Three Dimensional Trigonometry

Question

From an observation point at sea level, an aircraft is observed on a bearing of N30E, elevation 20 degrees and at height 600 m. The aircraft then flies due east for 1000 m, without altering its height. What will be its bearing and angle of elevation from the observation point then? (Give answers to nearest degree). I have actually done this question. I got the answers to be 51.02 (new bearing, which is 51 to nearest degree) and 14.39 angle of elevation (14 to nearest degree). The actual answers are 52 and 15. So I want to check whether I am making a mistake or the book made a mistake with this one question. I used basic trig to get unknown sides and then used cosine rule to determine the length of the hypotenuse of the second triangle formed when the plane goes 1000 m due east. After this I used the sine rule to determine the unknown angle in the triangle which is formed from the two hypotenuses of the two triangles plus the 1000 m which forms the top side of the triangle. This gave me the unknown angle of 21.02 degrees, which I then added to the 30 degree bearing; then angle of elevation worked out using basic trig.

Answer 1

Without much more detail it’s hard to see exactly where you went wrong, but I think you made a mistake somewhere.
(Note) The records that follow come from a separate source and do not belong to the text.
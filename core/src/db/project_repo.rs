use anyhow::Result;
use async_trait::async_trait;
use std::sync::Arc;

use crate::{
    ids::{ProjectId, WorkspaceId},
    pagination::Pagination,
    project::ProjectRecord,
};

/// `Some(None)` on optional columns clears them.
#[derive(Debug, Clone)]
pub struct UpdateProjectParams {
    pub workspace_id: WorkspaceId,
    pub id: ProjectId,
    pub name: Option<String>,
    pub emoji: Option<Option<String>>,
    pub description: Option<Option<String>>,
    pub updated_at: i64,
}

#[async_trait]
pub trait ProjectRepository: Send + Sync {
    async fn insert_project(&self, record: &ProjectRecord) -> Result<()>;

    async fn fetch_project(&self, workspace_id: &str, id: &str) -> Result<Option<ProjectRecord>>;

    async fn list_projects(
        &self,
        workspace_id: &str,
        pagination: Pagination,
    ) -> Result<(Vec<ProjectRecord>, i64)>;

    async fn update_project(&self, params: UpdateProjectParams) -> Result<bool>;

    async fn delete_project_with_tasks(&self, workspace_id: &str, id: &str) -> Result<bool>;
}

pub type ProjectRepositoryRef = Arc<dyn ProjectRepository>;
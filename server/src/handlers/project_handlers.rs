// Project handlers

use std::sync::Arc;

use axum::{
    Json,
    extract::{Path, State},
    http::{HeaderMap, StatusCode},
    response::{IntoResponse, Response},
};
use serde_json::json;

use crate::{
    auth::authenticate,
    error::AppError,
    extract::{ValidatedJson, ValidatedQuery},
    project::service::{ProjectChanges, ProjectService},
    types::{
        AnalyticsResponse, CreateProjectRequest, PaginationQuery, ProjectResponse,
        UpdateProjectRequest,
    },
};

pub(crate) async fn create_project_handler(
    Path(workspace_id): Path<String>,
    State(projects): State<Arc<ProjectService>>,
    headers: HeaderMap,
    ValidatedJson(payload): ValidatedJson<CreateProjectRequest>,
) -> Result<Response, AppError> {
    let user_id = authenticate(&headers)?;

    let project = projects
        .create_project(
            &user_id,
            &workspace_id,
            &payload.name,
            payload.emoji.as_deref(),
            payload.description.as_deref(),
        )
        .await?;

    let body = json!({
        "message": "Project created successfully",
        "project": ProjectResponse::from(project),
    });
    Ok((StatusCode::CREATED, Json(body)).into_response())
}

pub(crate) async fn list_projects_handler(
    Path(workspace_id): Path<String>,
    State(projects): State<Arc<ProjectService>>,
    headers: HeaderMap,
    ValidatedQuery(query): ValidatedQuery<PaginationQuery>,
) -> Result<Response, AppError> {
    let pagination = query.pagination()?;
    let user_id = authenticate(&headers)?;

    let page = projects
        .list_projects(&user_id, &workspace_id, pagination)
        .await?
        .map(ProjectResponse::from);

    Ok(Json(json!({
        "message": "Projects fetched successfully",
        "projects": page.items,
        "pagination": page.info,
    }))
    .into_response())
}

pub(crate) async fn get_project_handler(
    Path((project_id, workspace_id)): Path<(String, String)>,
    State(projects): State<Arc<ProjectService>>,
    headers: HeaderMap,
) -> Result<Response, AppError> {
    let user_id = authenticate(&headers)?;

    let project = projects
        .get_project(&user_id, &workspace_id, &project_id)
        .await?;

    Ok(Json(json!({
        "message": "Project fetched successfully",
        "project": ProjectResponse::from(project),
    }))
    .into_response())
}

pub(crate) async fn project_analytics_handler(
    Path((project_id, workspace_id)): Path<(String, String)>,
    State(projects): State<Arc<ProjectService>>,
    headers: HeaderMap,
) -> Result<Response, AppError> {
    let user_id = authenticate(&headers)?;

    let analytics = projects
        .project_analytics(&user_id, &workspace_id, &project_id)
        .await?;

    Ok(Json(AnalyticsResponse {
        message: "Project analytics retrieved successfully",
        analytics,
    })
    .into_response())
}

pub(crate) async fn update_project_handler(
    Path((project_id, workspace_id)): Path<(String, String)>,
    State(projects): State<Arc<ProjectService>>,
    headers: HeaderMap,
    ValidatedJson(payload): ValidatedJson<UpdateProjectRequest>,
) -> Result<Response, AppError> {
    let user_id = authenticate(&headers)?;

    let project = projects
        .update_project(
            &user_id,
            &workspace_id,
            &project_id,
            ProjectChanges {
                name: payload.name.as_deref(),
                emoji: payload.emoji.as_deref(),
                description: payload.description.as_deref(),
            },
        )
        .await?;

    Ok(Json(json!({
        "message": "Project updated successfully",
        "project": ProjectResponse::from(project),
    }))
    .into_response())
}

pub(crate) async fn delete_project_handler(
    Path((project_id, workspace_id)): Path<(String, String)>,
    State(projects): State<Arc<ProjectService>>,
    headers: HeaderMap,
) -> Result<Response, AppError> {
    let user_id = authenticate(&headers)?;

    let deleted = projects
        .delete_project(&user_id, &workspace_id, &project_id)
        .await?;

    Ok(Json(json!({
        "message": "Project deleted successfully",
        "projectId": deleted,
    }))
    .into_response())
}
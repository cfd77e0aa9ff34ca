use anyhow::Result;
use async_trait::async_trait;
use std::sync::Arc;

use crate::{
    ids::{RoleId, UserId, WorkspaceId},
    workspace::{UserWorkspaceMembership, WorkspaceDeletion, WorkspaceRecord},
    workspace_member::WorkspaceMemberRecord,
};

#[derive(Debug, Clone)]
pub struct CreateWorkspaceParams {
    pub id: WorkspaceId,
    pub name: String,
    pub description: Option<String>,
    pub owner_id: UserId,
    pub owner_role_id: RoleId,
    pub created_at: i64,
}

/// `description: Some(None)` clears the stored value.
#[derive(Debug, Clone)]
pub struct UpdateWorkspaceParams {
    pub id: WorkspaceId,
    pub name: Option<String>,
    pub description: Option<Option<String>>,
    pub updated_at: i64,
}

#[async_trait]
pub trait WorkspaceRepository: Send + Sync {
    async fn create_workspace(&self, params: CreateWorkspaceParams) -> Result<WorkspaceRecord>;

    async fn fetch_workspace(&self, id: &str) -> Result<Option<WorkspaceRecord>>;

    async fn update_workspace(&self, params: UpdateWorkspaceParams) -> Result<bool>;

    async fn delete_workspace_cascade(&self, id: &str) -> Result<Option<WorkspaceDeletion>>;

    async fn list_memberships_for_user(
        &self,
        user_id: &str,
    ) -> Result<Vec<UserWorkspaceMembership>>;

    async fn list_members(&self, workspace_id: &str) -> Result<Vec<WorkspaceMemberRecord>>;

    async fn get_member(
        &self,
        workspace_id: &str,
        user_id: &str,
    ) -> Result<Option<WorkspaceMemberRecord>>;

    async fn find_member_role(&self, workspace_id: &str, user_id: &str) -> Result<Option<RoleId>>;

    async fn insert_member(&self, record: &WorkspaceMemberRecord) -> Result<()>;

    async fn set_member_role(
        &self,
        workspace_id: &str,
        user_id: &str,
        role_id: &RoleId,
    ) -> Result<bool>;

    async fn delete_member(&self, workspace_id: &str, user_id: &str) -> Result<bool>;
}

pub type WorkspaceRepositoryRef = Arc<dyn WorkspaceRepository>;
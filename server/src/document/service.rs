use std::sync::Arc;

use axum::extract::FromRef;
use tracing::{error, info, warn};

use agrocoop_core::{
    blob::{BlobDescriptor, BlobMetadata, BlobStorage, ListedBlobRecord},
    document::{DocumentRecord, DocumentStore, NewDocument},
    ids::{UserId, WorkspaceId},
    pagination::{Page, Pagination},
    permissions::Permission,
};

use crate::{AppError, access::AccessService, state::AppState};

/// A file received from a multipart upload.
#[derive(Debug)]
pub struct UploadedFile {
    pub file_name: String,
    pub content_type: Option<String>,
    pub bytes: Vec<u8>,
}

pub struct DocumentService {
    document_store: DocumentStore,
    blob_store: Arc<dyn BlobStorage>,
    storage_bucket: String,
    access: Arc<AccessService>,
}

impl DocumentService {
    pub fn new(
        document_store: DocumentStore,
        blob_store: Arc<dyn BlobStorage>,
        storage_bucket: String,
        access: Arc<AccessService>,
    ) -> Self {
        Self {
            document_store,
            blob_store,
            storage_bucket,
            access,
        }
    }

    fn descriptor(&self, key: &str) -> BlobDescriptor {
        BlobDescriptor::new(self.storage_bucket.as_str(), key)
    }

    /// Stores the bytes first, then records the metadata row. When the row
    /// cannot be written the stored object is removed again.
    pub async fn upload(
        &self,
        user_id: &str,
        workspace_id: &str,
        file: UploadedFile,
    ) -> Result<DocumentRecord, AppError> {
        self.access
            .authorize(user_id, workspace_id, &[Permission::UploadDocument])
            .await?;
        if file.bytes.is_empty() {
            return Err(AppError::bad_request("Uploaded file is empty."));
        }

        let external_id = DocumentStore::new_external_id();
        let storage_key = DocumentStore::storage_key_for(workspace_id, &external_id, &file.file_name);
        let descriptor = self.descriptor(&storage_key);
        let size = file.bytes.len() as i64;

        let location = self
            .blob_store
            .put(
                &descriptor,
                &file.bytes,
                BlobMetadata {
                    content_type: file.content_type.clone(),
                    content_length: Some(file.bytes.len() as u64),
                    last_modified: None,
                },
            )
            .await
            .map_err(AppError::from_anyhow)?;

        let created = self
            .document_store
            .create(
                &WorkspaceId::from(workspace_id),
                &UserId::from(user_id),
                NewDocument {
                    external_id,
                    storage_key: storage_key.clone(),
                    file_url: location.uri,
                    file_name: file.file_name,
                    content_type: file.content_type,
                    size,
                },
            )
            .await;

        match created {
            Ok(document) => {
                info!(
                    workspace_id,
                    document_id = %document.id,
                    size,
                    "document uploaded"
                );
                Ok(document)
            }
            Err(err) => {
                if let Err(cleanup) = self.blob_store.delete(&descriptor).await {
                    warn!(
                        key = storage_key.as_str(),
                        error = %cleanup,
                        "failed to remove orphaned upload"
                    );
                }
                Err(AppError::conflict_or_internal(err, "Document already exists."))
            }
        }
    }

    pub async fn list_documents(
        &self,
        user_id: &str,
        workspace_id: &str,
        pagination: Pagination,
    ) -> Result<Page<DocumentRecord>, AppError> {
        self.access
            .authorize(user_id, workspace_id, &[Permission::ViewOnly])
            .await?;

        self.document_store
            .list(workspace_id, pagination)
            .await
            .map_err(AppError::from_anyhow)
    }

    /// Both the id and the file URL must name the same document.
    pub async fn delete_document(
        &self,
        user_id: &str,
        document_id: &str,
        file_url: &str,
    ) -> Result<DocumentRecord, AppError> {
        let document = self
            .document_store
            .find(document_id)
            .await
            .map_err(AppError::from_anyhow)?
            .ok_or_else(|| AppError::document_not_found(document_id))?;
        self.access
            .authorize(user_id, &document.workspace_id, &[Permission::DeleteDocument])
            .await?;

        let deleted = self
            .document_store
            .delete_matching(document_id, file_url.trim())
            .await
            .map_err(AppError::from_anyhow)?
            .ok_or_else(|| AppError::document_not_found(document_id))?;

        if let Err(err) = self
            .blob_store
            .delete(&self.descriptor(&deleted.storage_key))
            .await
        {
            warn!(
                document_id,
                key = deleted.storage_key.as_str(),
                error = %err,
                "failed to remove stored object for deleted document"
            );
        }

        info!(document_id, workspace_id = %deleted.workspace_id, "document deleted");
        Ok(deleted)
    }

    /// Raw object listing for a workspace; storage failures are logged and
    /// returned to the caller.
    pub async fn list_files(
        &self,
        user_id: &str,
        workspace_id: &str,
    ) -> Result<Vec<ListedBlobRecord>, AppError> {
        self.access
            .authorize(user_id, workspace_id, &[Permission::ViewOnly])
            .await?;

        self.blob_store
            .list(&self.storage_bucket, workspace_id)
            .await
            .map_err(|err| {
                error!(workspace_id, error = %err, "failed to list stored files");
                AppError::from_anyhow(err)
            })
    }
}

impl FromRef<AppState> for Arc<DocumentService> {
    fn from_ref(state: &AppState) -> Arc<DocumentService> {
        Arc::clone(&state.document_service)
    }
}

#[cfg(test)]
mod tests {
    use axum::http::StatusCode;

    use super::*;
    use crate::test_support::{seed_member, seed_workspace, setup_state};

    fn deed() -> UploadedFile {
        UploadedFile {
            file_name: "land deed.pdf".to_owned(),
            content_type: Some("application/pdf".to_owned()),
            bytes: b"%PDF-1.4".to_vec(),
        }
    }

    #[tokio::test]
    async fn upload_stores_object_and_record() {
        let (_dir, _database, state) = setup_state().await;
        let (workspace_id, owner_id) = seed_workspace(&state).await;

        let document = state
            .document_service
            .upload(&owner_id, &workspace_id, deed())
            .await
            .expect("upload");
        assert!(document.storage_key.starts_with(&format!("{workspace_id}/")));
        assert!(document.storage_key.ends_with("-land_deed.pdf"));

        let files = state
            .document_service
            .list_files(&owner_id, &workspace_id)
            .await
            .expect("files");
        assert_eq!(files.len(), 1);
        assert_eq!(files[0].size, 8);
    }

    #[tokio::test]
    async fn delete_requires_matching_locator() {
        let (_dir, _database, state) = setup_state().await;
        let (workspace_id, owner_id) = seed_workspace(&state).await;
        let document = state
            .document_service
            .upload(&owner_id, &workspace_id, deed())
            .await
            .expect("upload");

        let err = state
            .document_service
            .delete_document(&owner_id, &document.id, "memory://elsewhere")
            .await
            .expect_err("locator mismatch");
        assert_eq!(err.status(), StatusCode::NOT_FOUND);

        seed_member(&state, &workspace_id, "officer-1", "member").await;
        let err = state
            .document_service
            .delete_document("officer-1", &document.id, &document.file_url)
            .await
            .expect_err("members cannot delete documents");
        assert_eq!(err.status(), StatusCode::FORBIDDEN);

        state
            .document_service
            .delete_document(&owner_id, &document.id, &document.file_url)
            .await
            .expect("delete");
        let files = state
            .document_service
            .list_files(&owner_id, &workspace_id)
            .await
            .expect("files");
        assert!(files.is_empty());
    }
}
use anyhow::Result;
use async_trait::async_trait;
use std::sync::Arc;

use crate::{
    analytics::{AnalyticsScope, TaskAnalytics},
    ids::{ProjectId, TaskId, UserId, WorkspaceId},
    pagination::Pagination,
    task::{TaskPriority, TaskRecord, TaskStatus},
};

#[derive(Debug, Clone)]
pub struct TaskListQuery {
    pub workspace_id: WorkspaceId,
    pub project_id: Option<ProjectId>,
    pub statuses: Vec<TaskStatus>,
    pub priorities: Vec<TaskPriority>,
    pub assignees: Vec<UserId>,
    pub keyword: Option<String>,
    /// Half-open `[start, end)` range of due timestamps.
    pub due_range: Option<(i64, i64)>,
}

#[derive(Debug, Clone)]
pub struct UpdateTaskParams {
    pub workspace_id: WorkspaceId,
    pub id: TaskId,
    pub title: Option<String>,
    pub description: Option<String>,
    pub status: Option<TaskStatus>,
    pub priority: Option<TaskPriority>,
    pub assigned_to: Option<UserId>,
    pub due_date: Option<i64>,
    pub amount: Option<f64>,
    pub updated_at: i64,
}

#[async_trait]
pub trait TaskRepository: Send + Sync {
    async fn insert_task(&self, record: &TaskRecord) -> Result<()>;

    async fn fetch_task(&self, workspace_id: &str, id: &str) -> Result<Option<TaskRecord>>;

    async fn list_tasks(
        &self,
        query: &TaskListQuery,
        pagination: Pagination,
    ) -> Result<(Vec<TaskRecord>, i64)>;

    async fn update_task(&self, params: UpdateTaskParams) -> Result<bool>;

    async fn delete_task(&self, workspace_id: &str, id: &str) -> Result<bool>;

    /// Single aggregated pass over the tasks in `scope`; `loans_amount` is
    /// left for the caller to derive.
    async fn aggregate_tasks(&self, scope: &AnalyticsScope, now: i64) -> Result<TaskAnalytics>;
}

pub type TaskRepositoryRef = Arc<dyn TaskRepository>;
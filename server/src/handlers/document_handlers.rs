// Document upload and storage handlers

use std::sync::Arc;

use axum::{
    Json,
    extract::{Multipart, Path, State, multipart::MultipartError},
    http::{HeaderMap, StatusCode},
    response::{IntoResponse, Response},
};
use serde_json::json;

use crate::{
    auth::authenticate,
    document::service::{DocumentService, UploadedFile},
    error::AppError,
    extract::{ValidatedJson, ValidatedQuery},
    types::{DeleteDocumentRequest, DocumentResponse, ListDocumentsRequest, PaginationQuery},
};

/// Uploads larger than this are rejected by the router before reaching the
/// handler.
pub(crate) const MAX_UPLOAD_BYTES: usize = 10 * 1024 * 1024;

fn multipart_error(err: MultipartError) -> AppError {
    AppError::bad_request(err.body_text())
}

struct UploadForm {
    cooperative_id: Option<String>,
    file: Option<UploadedFile>,
}

async fn read_upload_form(multipart: &mut Multipart) -> Result<UploadForm, AppError> {
    let mut form = UploadForm {
        cooperative_id: None,
        file: None,
    };

    while let Some(field) = multipart.next_field().await.map_err(multipart_error)? {
        match field.name() {
            Some("cooperativeId") => {
                let value = field.text().await.map_err(multipart_error)?;
                let value = value.trim();
                if !value.is_empty() {
                    form.cooperative_id = Some(value.to_string());
                }
            }
            Some("file") => {
                let file_name = field
                    .file_name()
                    .map(str::to_string)
                    .unwrap_or_else(|| "upload".to_string());
                let content_type = field.content_type().map(str::to_string);
                let bytes = field.bytes().await.map_err(multipart_error)?;
                form.file = Some(UploadedFile {
                    file_name,
                    content_type,
                    bytes: bytes.to_vec(),
                });
            }
            _ => {}
        }
    }

    Ok(form)
}

pub(crate) async fn upload_document_handler(
    State(documents): State<Arc<DocumentService>>,
    headers: HeaderMap,
    mut multipart: Multipart,
) -> Result<Response, AppError> {
    let form = read_upload_form(&mut multipart).await?;
    let file = form
        .file
        .ok_or_else(|| AppError::bad_request("No file uploaded"))?;
    let workspace_id = form
        .cooperative_id
        .ok_or_else(|| AppError::bad_request("cooperativeId is required"))?;
    let user_id = authenticate(&headers)?;

    let document = documents.upload(&user_id, &workspace_id, file).await?;

    let body = json!({
        "message": "File uploaded successfully",
        "document": DocumentResponse::from(document),
    });
    Ok((StatusCode::CREATED, Json(body)).into_response())
}

pub(crate) async fn list_documents_handler(
    State(documents): State<Arc<DocumentService>>,
    headers: HeaderMap,
    ValidatedQuery(query): ValidatedQuery<PaginationQuery>,
    ValidatedJson(payload): ValidatedJson<ListDocumentsRequest>,
) -> Result<Response, AppError> {
    let pagination = query.pagination()?;
    let user_id = authenticate(&headers)?;

    let page = documents
        .list_documents(&user_id, payload.cooperative_id.trim(), pagination)
        .await?
        .map(DocumentResponse::from);

    Ok(Json(json!({
        "message": "Documents fetched successfully",
        "documents": page.items,
        "pagination": page.info,
    }))
    .into_response())
}

pub(crate) async fn delete_document_handler(
    State(documents): State<Arc<DocumentService>>,
    headers: HeaderMap,
    ValidatedJson(payload): ValidatedJson<DeleteDocumentRequest>,
) -> Result<Response, AppError> {
    let user_id = authenticate(&headers)?;

    let document = documents
        .delete_document(&user_id, payload.document_id.trim(), &payload.file_url)
        .await?;

    Ok(Json(json!({
        "message": "File deleted successfully",
        "documentId": document.id,
    }))
    .into_response())
}

pub(crate) async fn list_files_handler(
    Path(workspace_id): Path<String>,
    State(documents): State<Arc<DocumentService>>,
    headers: HeaderMap,
) -> Result<Response, AppError> {
    let user_id = authenticate(&headers)?;

    let files = documents.list_files(&user_id, &workspace_id).await?;

    Ok(Json(json!({
        "message": "Files fetched successfully",
        "files": files,
    }))
    .into_response())
}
We are given that the elevation is $20^\circ$ and the height is $600$m. From this, we can deduce that the original distance $d_0$ (along the ground) to the aircraft is $\frac{600}{\tan(20^\circ)} \approx 1648.486$m.

Now we wish to obtain the bearing after travelling east. First, we calculate the ‘distance north’ $d_N$ to aircraft to be $d_0 \times \cos(30^\circ) \approx 1427.631$m and the ‘distance east’ $d_E$ to the aircraft to be $d_0 \times \sin(30^\circ) \approx 824.243$m. These two distances are the legs of the right-angled triangle with the line along the ground to the aircraft being the hypotenuse. The new bearing will then be $\tan^{-1}(\frac{d_E + 1000}{d_N}) \approx \mathbf{51.953^\circ}$ as the book states.

To obtain the new elevation we can calculate the new distance $d_1$ (along the ground) to be $\sqrt{{d_N}^2 + (d_E + 1000)^2} \approx 2316.43$m. We could have used the angle we calculated earlier but I used the Pythagorean theorem to preserve precision. The elevation is then $\tan^{-1}(\frac{600}{d_1}) \approx \mathbf{14.52^\circ}$, which also matches the book’s answer.

(Note that I didn’t use any fancy rules; just basic trigonometric functions.)